//! Game board: resources, tile types and the fixed 37-tile layout.
//!
//! The layout is a radius-3 hex-of-hexes laid out in 7 rows of
//! 4, 5, 6, 7, 6, 5 and 4 tiles. The outer ring is water, the centre tile
//! is the desert, and the 18 tiles in between receive a shuffled resource
//! and a shuffled number token in ascending tile-id order.

use crate::hex::HexCoord;
use rand::seq::SliceRandom;
use rand::Rng;
use serde::{Deserialize, Serialize};

/// Tile identifier, assigned row by row from the top-left water tile.
pub type TileId = u32;

/// Distance from the centre to the water ring
pub const BOARD_RADIUS: i32 = 3;

/// Resources distributed over the 18 resource tiles
pub const RESOURCE_POOL: [Resource; 18] = [
    Resource::Wood,
    Resource::Wood,
    Resource::Wood,
    Resource::Wood,
    Resource::Brick,
    Resource::Brick,
    Resource::Brick,
    Resource::Wheat,
    Resource::Wheat,
    Resource::Wheat,
    Resource::Wheat,
    Resource::Sheep,
    Resource::Sheep,
    Resource::Sheep,
    Resource::Sheep,
    Resource::Ore,
    Resource::Ore,
    Resource::Ore,
];

/// Number tokens distributed over the 18 resource tiles
pub const NUMBER_POOL: [u8; 18] = [2, 3, 3, 4, 4, 5, 5, 6, 6, 8, 8, 9, 9, 10, 10, 11, 11, 12];

/// Resource types
#[derive(Debug, Clone, Copy, PartialEq, Eq, Hash, PartialOrd, Ord, Serialize, Deserialize)]
#[serde(rename_all = "lowercase")]
pub enum Resource {
    Wood,
    Brick,
    Wheat,
    Sheep,
    Ore,
}

impl Resource {
    /// All resource types
    pub const ALL: [Resource; 5] = [
        Resource::Wood,
        Resource::Brick,
        Resource::Wheat,
        Resource::Sheep,
        Resource::Ore,
    ];

    /// Lowercase name used in logs and on the wire
    pub fn name(&self) -> &'static str {
        match self {
            Resource::Wood => "wood",
            Resource::Brick => "brick",
            Resource::Wheat => "wheat",
            Resource::Sheep => "sheep",
            Resource::Ore => "ore",
        }
    }
}

/// Type of hex tile on the board
#[derive(Debug, Clone, Copy, PartialEq, Eq, Hash, Serialize, Deserialize)]
#[serde(rename_all = "lowercase")]
pub enum TileType {
    Wood,
    Brick,
    Wheat,
    Sheep,
    Ore,
    /// No production; the robber starts here
    Desert,
    /// Surrounds the playable area
    Water,
}

impl TileType {
    /// The resource this tile produces, if any
    pub fn resource(&self) -> Option<Resource> {
        match self {
            TileType::Wood => Some(Resource::Wood),
            TileType::Brick => Some(Resource::Brick),
            TileType::Wheat => Some(Resource::Wheat),
            TileType::Sheep => Some(Resource::Sheep),
            TileType::Ore => Some(Resource::Ore),
            TileType::Desert | TileType::Water => None,
        }
    }

    pub fn is_water(&self) -> bool {
        matches!(self, TileType::Water)
    }
}

impl From<Resource> for TileType {
    fn from(resource: Resource) -> Self {
        match resource {
            Resource::Wood => TileType::Wood,
            Resource::Brick => TileType::Brick,
            Resource::Wheat => TileType::Wheat,
            Resource::Sheep => TileType::Sheep,
            Resource::Ore => TileType::Ore,
        }
    }
}

/// A single hex tile on the board
#[derive(Debug, Clone, PartialEq, Eq, Serialize, Deserialize)]
pub struct Tile {
    pub id: TileId,
    #[serde(rename = "type")]
    pub tile_type: TileType,
    /// Dice number that triggers production (2-12, None for desert/water)
    pub number: Option<u8>,
    pub row: u32,
    pub col: u32,
    /// Axial position on the hex grid
    pub coord: HexCoord,
}

impl Tile {
    /// The resource this tile produces, if any
    pub fn resource(&self) -> Option<Resource> {
        self.tile_type.resource()
    }

    pub fn is_water(&self) -> bool {
        self.tile_type.is_water()
    }
}

/// The immutable game board
#[derive(Debug, Clone)]
pub struct Board {
    /// Tiles in id order
    tiles: Vec<Tile>,
    desert: TileId,
}

impl Board {
    /// Create the standard layout with randomized resources and numbers
    pub fn standard() -> Self {
        let mut rng = rand::thread_rng();
        Self::standard_with_rng(&mut rng)
    }

    /// Create the standard layout with a provided RNG.
    /// This allows for deterministic board generation when needed
    pub fn standard_with_rng<R: Rng>(rng: &mut R) -> Self {
        let mut resources = RESOURCE_POOL.to_vec();
        let mut numbers = NUMBER_POOL.to_vec();
        resources.shuffle(rng);
        numbers.shuffle(rng);

        let centre = HexCoord::new(0, 0);
        let mut draws = resources.into_iter().zip(numbers);
        let mut tiles = Vec::with_capacity(37);
        let mut desert = 0;
        let mut resource_tiles = 0;

        for r in -BOARD_RADIUS..=BOARD_RADIUS {
            let first_q = (-BOARD_RADIUS).max(-BOARD_RADIUS - r);
            let last_q = BOARD_RADIUS.min(BOARD_RADIUS - r);
            for q in first_q..=last_q {
                let coord = HexCoord::new(q, r);
                let id = tiles.len() as TileId;
                let ring = coord.distance_to(&centre) as i32;

                let (tile_type, number) = if ring == BOARD_RADIUS {
                    (TileType::Water, None)
                } else if ring == 0 {
                    desert = id;
                    (TileType::Desert, None)
                } else {
                    resource_tiles += 1;
                    draws.next().map_or((TileType::Water, None), |(resource, number)| {
                        (TileType::from(resource), Some(number))
                    })
                };

                tiles.push(Tile {
                    id,
                    tile_type,
                    number,
                    row: (r + BOARD_RADIUS) as u32,
                    col: coord.offset_col(BOARD_RADIUS) as u32,
                    coord,
                });
            }
        }

        debug_assert_eq!(
            resource_tiles,
            RESOURCE_POOL.len(),
            "resource tiles and draw pools are out of step"
        );
        debug_assert!(draws.next().is_none());

        Self { tiles, desert }
    }

    // ==================== Query Methods ====================

    /// All tiles in id order
    pub fn tiles(&self) -> &[Tile] {
        &self.tiles
    }

    /// Get a tile by id
    pub fn get_tile(&self, id: TileId) -> Option<&Tile> {
        self.tiles.get(id as usize)
    }

    /// All non-water tiles in id order
    pub fn land_tiles(&self) -> impl Iterator<Item = &Tile> {
        self.tiles.iter().filter(|t| !t.is_water())
    }

    /// Whether `id` is on the board and not water
    pub fn is_land(&self, id: TileId) -> bool {
        self.get_tile(id).is_some_and(|t| !t.is_water())
    }

    /// The desert tile, where the robber starts
    pub fn desert_id(&self) -> TileId {
        self.desert
    }
}

impl Default for Board {
    fn default() -> Self {
        Self::standard()
    }
}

--------------------------------

-- WORK ORDER --
Now write the data shown above out again, word for word.

-- RESPONSE BELOW --
//! Game board: resources, tile types and the fixed 37-tile layout.
//!
//! The layout is a radius-3 hex-of-hexes laid out in 7 rows of
//! 4, 5, 6, 7, 6, 5 and 4 tiles. The outer ring is water, the centre tile
//! is the desert, and the 18 tiles in between receive a shuffled resource
//! and a shuffled number token in ascending tile-id order.

use crate::hex::HexCoord;
use rand::seq::SliceRandom;
use rand::Rng;
use serde::{Deserialize, Serialize};

/// Tile identifier, assigned row by row from the top-left water tile.
pub type TileId = u32;

/// Distance from the centre to the water ring
pub const BOARD_RADIUS: i32 = 3;

/// Resources distributed over the 18 resource tiles
pub const RESOURCE_POOL: [Resource; 18] = [
    Resource::Wood,
    Resource::Wood,
    Resource::Wood,
    Resource::Wood,
    Resource::Brick,
    Resource::Brick,
    Resource::Brick,
    Resource::Wheat,
    Resource::Wheat,
    Resource::Wheat,
    Resource::Wheat,
    Resource::Sheep,
    Resource::Sheep,
    Resource::Sheep,
    Resource::Sheep,
    Resource::Ore,
    Resource::Ore,
    Resource::Ore,
];

/// Number tokens distributed over the 18 resource tiles
pub const NUMBER_POOL: [u8; 18] = [2, 3, 3, 4, 4, 5, 5, 6, 6, 8, 8, 9, 9, 10, 10, 11, 11, 12];

/// Resource types
#[derive(Debug, Clone, Copy, PartialEq, Eq, Hash, PartialOrd, Ord, Serialize, Deserialize)]
#[serde(rename_all = "lowercase")]
pub enum Resource {
    Wood,
    Brick,
    Wheat,
    Sheep,
    Ore,
}

impl Resource {
    /// All resource types
    pub const ALL: [Resource; 5] = [
        Resource::Wood,
        Resource::Brick,
        Resource::Wheat,
        Resource::Sheep,
        Resource::Ore,
    ];

    /// Lowercase name used in logs and on the wire
    pub fn name(&self) -> &'static str {
        match self {
            Resource::Wood => "wood",
            Resource::Brick => "brick",
            Resource::Wheat => "wheat",
            Resource::Sheep => "sheep",
            Resource::Ore => "ore",
        }
    }
}

/// Type of hex tile on the board
#[derive(Debug, Clone, Copy, PartialEq, Eq, Hash, Serialize, Deserialize)]
#[serde(rename_all = "lowercase")]
pub enum TileType {
    Wood,
    Brick,
    Wheat,
    Sheep,
    Ore,
    /// No production; the robber starts here
    Desert,
    /// Surrounds the playable area
    Water,
}

impl TileType {
    /// The resource this tile produces, if any
    pub fn resource(&self) -> Option<Resource> {
        match self {
            TileType::Wood => Some(Resource::Wood),
            TileType::Brick => Some(Resource::Brick),
            TileType::Wheat => Some(Resource::Wheat),
            TileType::Sheep => Some(Resource::Sheep),
            TileType::Ore => Some(Resource::Ore),
            TileType::Desert | TileType::Water => None,
        }
    }

    pub fn is_water(&self) -> bool {
        matches!(self, TileType::Water)
    }
}

impl From<Resource> for TileType {
    fn from(resource: Resource) -> Self {
        match resource {
            Resource::Wood => TileType::Wood,
            Resource::Brick => TileType::Brick,
            Resource::Wheat => TileType::Wheat,
            Resource::Sheep => TileType::Sheep,
            Resource::Ore => TileType::Ore,
        }
    }
}

/// A single hex tile on the board
#[derive(Debug, Clone, PartialEq, Eq, Serialize, Deserialize)]
pub struct Tile {
    pub id: TileId,
    #[serde(rename = "type")]
    pub tile_type: TileType,
    /// Dice number that triggers production (2-12, None for desert/water)
    pub number: Option<u8>,
    pub row: u32,
    pub col: u32,
    /// Axial position on the hex grid
    pub coord: HexCoord,
}

impl Tile {
    /// The resource this tile produces, if any
    pub fn resource(&self) -> Option<Resource> {
        self.tile_type.resource()
    }

    pub fn is_water(&self) -> bool {
        self.tile_type.is_water()
    }
}

/// The immutable game board
#[derive(Debug, Clone)]
pub struct Board {
    /// Tiles in id order
    tiles: Vec<Tile>,
    desert: TileId,
}

impl Board {
    /// Create the standard layout with randomized resources and numbers
    pub fn standard() -> Self {
        let mut rng = rand::thread_rng();
        Self::standard_with_rng(&mut rng)
    }

    /// Create the standard layout with a provided RNG.
    /// This allows for deterministic board generation when needed
    pub fn standard_with_rng<R: Rng>(rng: &mut R) -> Self {
        let mut resources = RESOURCE_POOL.to_vec();
        let mut numbers = NUMBER_POOL.to_vec();
        resources.shuffle(rng);
        numbers.shuffle(rng);

        let centre = HexCoord::new(0, 0);
        let mut draws = resources.into_iter().zip(numbers);
        let mut tiles = Vec::with_capacity(37);
        let mut desert = 0;
        let mut resource_tiles = 0;

        for r in -BOARD_RADIUS..=BOARD_RADIUS {
            let first_q = (-BOARD_RADIUS).max(-BOARD_RADIUS - r);
            let last_q = BOARD_RADIUS.min(BOARD_RADIUS - r);
            for q in first_q..=last_q {
                let coord = HexCoord::new(q, r);
                let id = tiles.len() as TileId;
                let ring = coord.distance_to(&centre) as i32;

                let (tile_type, number) = if ring == BOARD_RADIUS {
                    (TileType::Water, None)
                } else if ring == 0 {
                    desert = id;
                    (TileType::Desert, None)
                } else {
                    resource_tiles += 1;
                    draws.next().map_or((TileType::Water, None), |(resource, number)| {
                        (TileType::from(resource), Some(number))
                    })
                };

                tiles.push(Tile {
                    id,
                    tile_type,
                    number,
                    row: (r + BOARD_RADIUS) as u32,
                    col: coord.offset_col(BOARD_RADIUS) as u32,
                    coord,
                });
            }
        }

        debug_assert_eq!(
            resource_tiles,
            RESOURCE_POOL.len(),
            "resource tiles and draw pools are out of step"
        );
        debug_assert!(draws.next().is_none());

        Self { tiles, desert }
    }

    // ==================== Query Methods ====================

    /// All tiles in id order
    pub fn tiles(&self) -> &[Tile] {
        &self.tiles
    }

    /// Get a tile by id
    pub fn get_tile(&self, id: TileId) -> Option<&Tile> {
        self.tiles.get(id as usize)
    }

    /// All non-water tiles in id order
    pub fn land_tiles(&self) -> impl Iterator<Item = &Tile> {
        self.tiles.iter().filter(|t| !t.is_water())
    }

    /// Whether `id` is on the board and not water
    pub fn is_land(&self, id: TileId) -> bool {
        self.get_tile(id).is_some_and(|t| !t.is_water())
    }

    /// The desert tile, where the robber starts
    pub fn desert_id(&self) -> TileId {
        self.desert
    }
}

impl Default for Board {
    fn default() -> Self {
        Self::standard()
    }
}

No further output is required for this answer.